Большие надежды. Соединенные Штаты, 1945-1974 — страница 47 из 198

[445]

Все, кто занимал жесткую позицию, по сути, поддерживали мнение, что коммунисты, будучи приспешниками Москвы, отказались от независимости мысли. Сидни Хук, известный философ, защищал автономию учебных заведений, но говорил, что администрация университетов может и должна защищать свои кампусы от подобного влияния. Хук повторил, что коммунисты не могли свободно мыслить самостоятельно: существовала партийная линия «для каждой области мысли, от искусства до зоологии».[446] Лидер социалистов Норман Томас, ветеран ожесточенных боев с коммунистами на протяжении многих лет, согласился: «Право коммуниста на преподавание должно быть отклонено, потому что он отдал свою свободу в поисках истины… Тот, кто сегодня упорствует в приверженности коммунистам, либо слишком глуп, либо слишком нелоялен к демократическим идеалам, чтобы его можно было допускать к преподаванию в наших школах».[447] Было бы преувеличением говорить о том, что «красная угроза» терроризировала американскую академию в целом.[448] Большинство университетов и многие отдельные преподаватели защищали академические свободы.[449] Тем не менее, «красная угроза» в сфере образования была деморализующим эпизодом, особенно в не самых высоких башнях университетов, где академическая свобода считалась безопасной. Школы и колледжи опасались оставлять на своих факультетах тех, кто отказывался отрицать свою принадлежность к коммунистам. Столкнувшись с подобными проблемами, некоторые администраторы и преподаватели, не являющиеся коммунистами, поспешили предположить, что все коммунисты одинаковы, не спрашивая, прилагают ли преподаватели-коммунисты какие-либо усилия для индоктринации студентов, и не делая различий между теми преподавателями, которые были хорошими учеными и учителями, и теми, которые таковыми не являлись. Преподаватели стали осторожнее, и некоторые из них сильно пострадали.[450] Хотя оценки разнятся, считается, что около 600 учителей и профессоров государственных школ в эти годы потеряли работу из-за обвинений в том, что они были коммунистами или симпатизировали коммунистам. Чёрные списки часто гарантировали, что их не возьмут на работу в другом месте.[451]
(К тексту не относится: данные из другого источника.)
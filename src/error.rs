//! Error types for appstart_testlib.
//!
//! This module defines all error types that can occur during device testing
//! operations. The main error type [`DeviceTestError`] is an enum covering all
//! possible failure modes, and [`Result<T>`] is a type alias for convenience.
//!
//! # Examples
//!
//! ```rust
//! use appstart_testlib::{DeviceTestError, Result};
//!
//! fn may_fail() -> Result<()> {
//!     Err(DeviceTestError::Timeout { timeout_ms: 5000 })
//! }
//!
//! match may_fail() {
//!     Ok(_) => println!("Success"),
//!     Err(DeviceTestError::Timeout { timeout_ms }) => {
//!         eprintln!("Timed out after {}ms", timeout_ms);
//!     }
//!     Err(e) => eprintln!("Error: {}", e),
//! }
//! ```

use std::io;
use thiserror::Error;

/// Result type alias for appstart_testlib operations.
///
/// This is a convenience alias for `std::result::Result<T, DeviceTestError>`.
/// Most public APIs in this crate return this type.
pub type Result<T> = std::result::Result<T, DeviceTestError>;

/// Errors that can occur while driving a device or collecting startup metrics.
///
/// Each variant provides specific context about the failure.
#[derive(Debug, Error)]
pub enum DeviceTestError {
    /// Error from the device bridge transport.
    ///
    /// This covers low-level transport failures such as:
    /// - PTY allocation failures for the adb session
    /// - Broken pipes to the adb client
    /// - Malformed command framing on the shell channel
    #[error("Device bridge error: {0}")]
    Bridge(String),

    /// Standard I/O error.
    ///
    /// This wraps [`std::io::Error`] for file operations and other
    /// system-level I/O failures. Automatically converted via `From`.
    #[error("I/O error: {0}")]
    Io(#[from] io::Error),

    /// Timeout waiting for a condition.
    ///
    /// Returned when a wait operation (like
    /// `StartupTestHarness::wait_for`) exceeds its configured timeout.
    /// The error carries the timeout value for debugging.
    #[error("Timeout waiting for condition after {timeout_ms}ms")]
    Timeout {
        /// Timeout duration in milliseconds.
        timeout_ms: u64,
    },

    /// Error parsing device output.
    ///
    /// This occurs when a log line or shell response that was expected to
    /// follow a known format could not be decoded, or when a baseline file
    /// is malformed or fails to match.
    #[error("Parse error: {0}")]
    Parse(String),

    /// Spawning the adb client failed.
    ///
    /// Typically the adb binary is not on `PATH`, the device serial does
    /// not resolve, or resource limits were exceeded.
    #[error("Failed to spawn adb: {0}")]
    SpawnFailed(String),

    /// The device shell session has exited.
    ///
    /// Returned when attempting to execute a command over an adb shell
    /// whose underlying process has terminated (device disconnected,
    /// adb server restarted). Prevents infinite loops in wait operations.
    #[error("Device shell session has exited")]
    ShellExited,

    /// Collection was started twice.
    ///
    /// Returned by `AppStartupCollector::start_collecting` when a
    /// collection session is already active.
    #[error("Startup metric collection is already running")]
    CollectorAlreadyRunning,

    /// Collection was stopped without being started.
    #[error("Startup metric collection is not running")]
    CollectorNotRunning,

    /// An invalid package name was supplied.
    ///
    /// Package names must be non-empty and free of shell metacharacters;
    /// anything else would be silently mangled by the device shell.
    #[error("Invalid package name: {name:?}")]
    InvalidPackage {
        /// The rejected package name.
        name: String,
    },
}

// Conversion from anyhow::Error (used by portable-pty)
impl From<anyhow::Error> for DeviceTestError {
    fn from(err: anyhow::Error) -> Self {
        DeviceTestError::Bridge(err.to_string())
    }
}

#[cfg(test)]
mod tests {
    use super::*;

    #[test]
    fn test_io_error_conversion() {
        let io_err = std::io::Error::new(std::io::ErrorKind::NotFound, "test error");
        let err: DeviceTestError = io_err.into();

        assert!(matches!(err, DeviceTestError::Io(_)));
        assert!(err.to_string().contains("test error"));
    }

    #[test]
    fn test_timeout_error_message() {
        let err = DeviceTestError::Timeout { timeout_ms: 5000 };
        let msg = err.to_string();

        assert!(msg.contains("5000"));
        assert!(msg.contains("Timeout"));
    }

    #[test]
    fn test_spawn_failed_error() {
        let err = DeviceTestError::SpawnFailed("adb not found".to_string());
        let msg = err.to_string();

        assert!(msg.contains("Failed to spawn"));
        assert!(msg.contains("adb not found"));
    }

    #[test]
    fn test_collector_state_errors() {
        assert!(DeviceTestError::CollectorAlreadyRunning
            .to_string()
            .contains("already running"));
        assert!(DeviceTestError::CollectorNotRunning
            .to_string()
            .contains("not running"));
    }

    #[test]
    fn test_invalid_package_error() {
        let err = DeviceTestError::InvalidPackage { name: "a;b".to_string() };
        let msg = err.to_string();

        assert!(msg.contains("Invalid package"));
        assert!(msg.contains("a;b"));
    }

    #[test]
    fn test_anyhow_error_conversion() {
        let anyhow_err = anyhow::anyhow!("test anyhow error");
        let err: DeviceTestError = anyhow_err.into();

        assert!(matches!(err, DeviceTestError::Bridge(_)));
        assert!(err.to_string().contains("test anyhow error"));
    }

    #[test]
    fn test_shell_exited_error() {
        let err = DeviceTestError::ShellExited;
        let msg = err.to_string();

        assert!(msg.contains("exited"));
        assert!(msg.contains("shell"));
    }
}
БО́ЛЬШАЯ ЧАСТЬ импульса для маккартизма в начале 1950-х годов возникла в период с 1947 по 1949 год и была вызвана деятельностью правительства. Некоторые из этих действий, например, усилия Комитета Палаты представителей по антиамериканской деятельности (HUAC), исходили от фанатиков правого крыла и политических оппортунистов в Конгрессе.[452] Другие исходили от Министерства юстиции (включая ФБР) администрации Трумэна. Задолго до того, как Маккарти занял своё место на национальной сцене, все более энергичные правительственные декораторы подняли занавес над драмой «красной угрозы», которая, судя по всему, получила популярность на избирательных участках.[453]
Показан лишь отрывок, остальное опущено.